Generally made of a thin film of plastic and aluminium in a sandwich laminate form, sachet packaging allows low-income consumers, particularly in developing countries, to buy small amounts of otherwise unaffordable products.

But the increasing adoption of sachet products is leading to a problematic rise of landfill waste. In a bid to tackle the issue, Unilever has developed a technology which recovers plastics from the sachet which can then be used to create packaging for new products.

“There is a clear economic case for delivering this,” Unilever chief R&D officer David Blanchard said. “We know that globally $80-120bn is lost to the economy through failing to properly recycle plastics each year.  Finding a solution represents a huge opportunity.” 

Innovative solution

The CreaSolv® Process technology derives from a method used to separate brominated flame retardants from waste electrical and electronic equipment polymers. The technology is an open source tool that can be shared with Unilever competitors, Blanchard said.

The long-term commercial viability of the technology will be tested by Unilever at a pilot plant in Indonesia later this year. The plant will be overseen by German research partner Fraunhofer Institute for Process Engineering and Packaging IVV, which hopes to recover 6kg pure polymers with the same amount of energy used in the production of 1kg virgin polymer.

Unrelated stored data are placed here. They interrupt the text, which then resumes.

use std::path::{Path, PathBuf};
use std::sync::Arc;

use indexmap::IndexMap;

use crate::diagnostics::{Diagnostic, Location};
use crate::imports::ImportKind;
use crate::library::LibraryDoc;
use crate::model::{walk_block, walk_file, Block, BlockKind, File, SectionKind, Statement, StatementKind, Visitor};
use crate::token::{Range, TokenType};
use crate::variables::VariableDefinition;

/// One `Library`, `Resource` or `Variables` setting.
///
/// Equality is structural, including ranges, so that a namespace can reuse
/// the resolved imports of a previous version of the same document.
#[derive(Debug, Clone, PartialEq, Eq, Hash)]
pub struct Import {
    pub kind: ImportKind,
    pub name: Option<String>,
    /// Range of the name, or of the setting itself when the name is missing.
    pub name_range: Range,
    pub args: Vec<String>,
    pub alias: Option<String>,
    pub alias_range: Option<Range>,
    pub range: Range,
    pub source: PathBuf,
}

impl Import {
    pub fn from_statement(statement: &Statement, source: &Path) -> Option<Self> {
        let kind = match statement.kind {
            StatementKind::LibraryImport => ImportKind::Library,
            StatementKind::ResourceImport => ImportKind::Resource,
            StatementKind::VariablesImport => ImportKind::Variables,
            _ => return None,
        };
        let name_token = statement.get_token(TokenType::Name);
        let alias_token = statement.alias_token();
        Some(Self {
            kind,
            name: name_token.map(|t| t.value.clone()),
            name_range: name_token
                .or_else(|| statement.tokens.first())
                .map(|t| t.range())
                .unwrap_or_else(|| statement.range()),
            args: statement.values(TokenType::Argument).into_iter().map(str::to_string).collect(),
            alias: alias_token.map(|t| t.value.clone()),
            alias_range: alias_token.map(|t| t.range()),
            range: statement.range(),
            source: source.to_path_buf(),
        })
    }

    pub fn location(&self) -> Location {
        Location::new(&self.source, self.range)
    }
}

struct ImportCollector<'a> {
    source: &'a Path,
    in_settings: bool,
    imports: Vec<Import>,
}

impl Visitor for ImportCollector<'_> {
    fn visit_block(&mut self, block: &Block) {
        if let BlockKind::Section(kind) = block.kind {
            self.in_settings = kind == SectionKind::Settings;
            if !self.in_settings {
                return;
            }
        }
        walk_block(self, block);
    }

    fn visit_statement(&mut self, statement: &Statement) {
        if !self.in_settings {
            return;
        }
        if let Some(import) = Import::from_statement(statement, self.source) {
            self.imports.push(import);
        }
    }
}

/// Imports of `file` in document order.
pub fn collect_imports(file: &File, source: &Path) -> Vec<Import> {
    let mut collector = ImportCollector {
        source,
        in_settings: false,
        imports: Vec::new(),
    };
    walk_file(&mut collector, file);
    collector.imports
}

#[derive(Debug, Clone)]
pub struct LibraryEntry {
    /// Alias if given, library name otherwise.
    pub name: String,
    pub import_name: String,
    pub args: Vec<String>,
    pub alias: Option<String>,
    pub doc: Arc<LibraryDoc>,
    /// `None` for libraries imported by default.
    pub import: Option<Import>,
    /// Packaged standard library.
    pub is_standard: bool,
}

#[derive(Debug, Clone)]
pub struct ResourceEntry {
    pub name: String,
    pub import_name: String,
    pub path: PathBuf,
    pub doc: Arc<LibraryDoc>,
    pub model: Arc<File>,
    pub import: Option<Import>,
    /// Imports declared inside the resource.
    pub imports: Vec<Import>,
}

#[derive(Debug, Clone)]
pub struct VariablesEntry {
    pub name: String,
    pub import_name: String,
    pub args: Vec<String>,
    pub path: PathBuf,
    pub doc: Arc<LibraryDoc>,
    pub import: Option<Import>,
}

impl VariablesEntry {
    pub fn variables(&self) -> &[Arc<VariableDefinition>] {
        &self.doc.variables
    }
}

/// Key of an imported entry, used for namespace references.
#[derive(Debug, Clone, PartialEq, Eq, Hash)]
pub enum EntryRef {
    Library(String),
    Resource(PathBuf),
    Variables(PathBuf),
}

/// Resolved imports of one document, including everything reachable
/// through imported resources.
#[derive(Debug, Clone, Default)]
pub struct NamespaceImports {
    /// Top-level imports in document order.
    pub imports: Vec<Import>,
    /// Keyed by the normalized entry name.
    pub libraries: IndexMap<String, LibraryEntry>,
    pub resources: IndexMap<PathBuf, ResourceEntry>,
    pub variables: IndexMap<PathBuf, VariablesEntry>,
    /// Entry each top-level import resolved to.
    pub import_entries: IndexMap<Import, EntryRef>,
    pub diagnostics: Vec<Diagnostic>,
}

impl NamespaceImports {
    pub fn entry_for(&self, import: &Import) -> Option<&EntryRef> {
        self.import_entries.get(import)
    }

    pub fn library_doc_of(&self, entry: &EntryRef) -> Option<&Arc<LibraryDoc>> {
        match entry {
            EntryRef::Library(key) => self.libraries.get(key).map(|e| &e.doc),
            EntryRef::Resource(path) => self.resources.get(path).map(|e| &e.doc),
            EntryRef::Variables(path) => self.variables.get(path).map(|e| &e.doc),
        }
    }

    /// Whether any doc reachable from this namespace has one of `digests`.
    pub fn depends_on<'a>(&self, mut digests: impl Iterator<Item = &'a str>) -> bool {
        digests.any(|digest| {
            self.libraries.values().any(|e| e.doc.digest == digest)
                || self.resources.values().any(|e| e.doc.digest == digest)
                || self.variables.values().any(|e| e.doc.digest == digest)
        })
    }
}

“By this innovative pilot plant we can realise for the first time the recycling of high-valuable polymers from dirty post-consumer multilayer sachets,” Fraunhofer IVV head of plastic recycling Dr Andreas Mäurer said. “Our aim is to proof both: economic profitability and environmental benefits of CreaSolv® Process.”

Plastic surgery

Unilever, owner of major brands such as Persil, Dove and PG Tips, is exploring the option to establish waste collection schemes that can recycle the sachets. The Dutch firm is working with local waste banks, governments and retailers, and hopes to empower waste pickers to help them gain a long-term income that benefits the mainstream economy.

The latest announcement forms part of Unilever’s overall goal to ensure that 100% of its plastic packaging is fully re-usable, recyclable or compostable by 2025. Unilever’s Sustainable Living Plan outlines a plan to reduce the weight of its packaging it by one-third by 2020, and increase its use of recycled plastic content in its packaging to at least 25% by 2025 against a 2015 baseline.

Unilever has given its backing to the Ellen MacArthur Foundation’s (EMF) New Plastics Economy initiative, which recently set out an action plan to recycle and re-use 70% of the world’s plastic packaging. The goal was drafted a year after the New Plastics Economy shockingly revealed that there could be more plastics than fish in the ocean by 2050.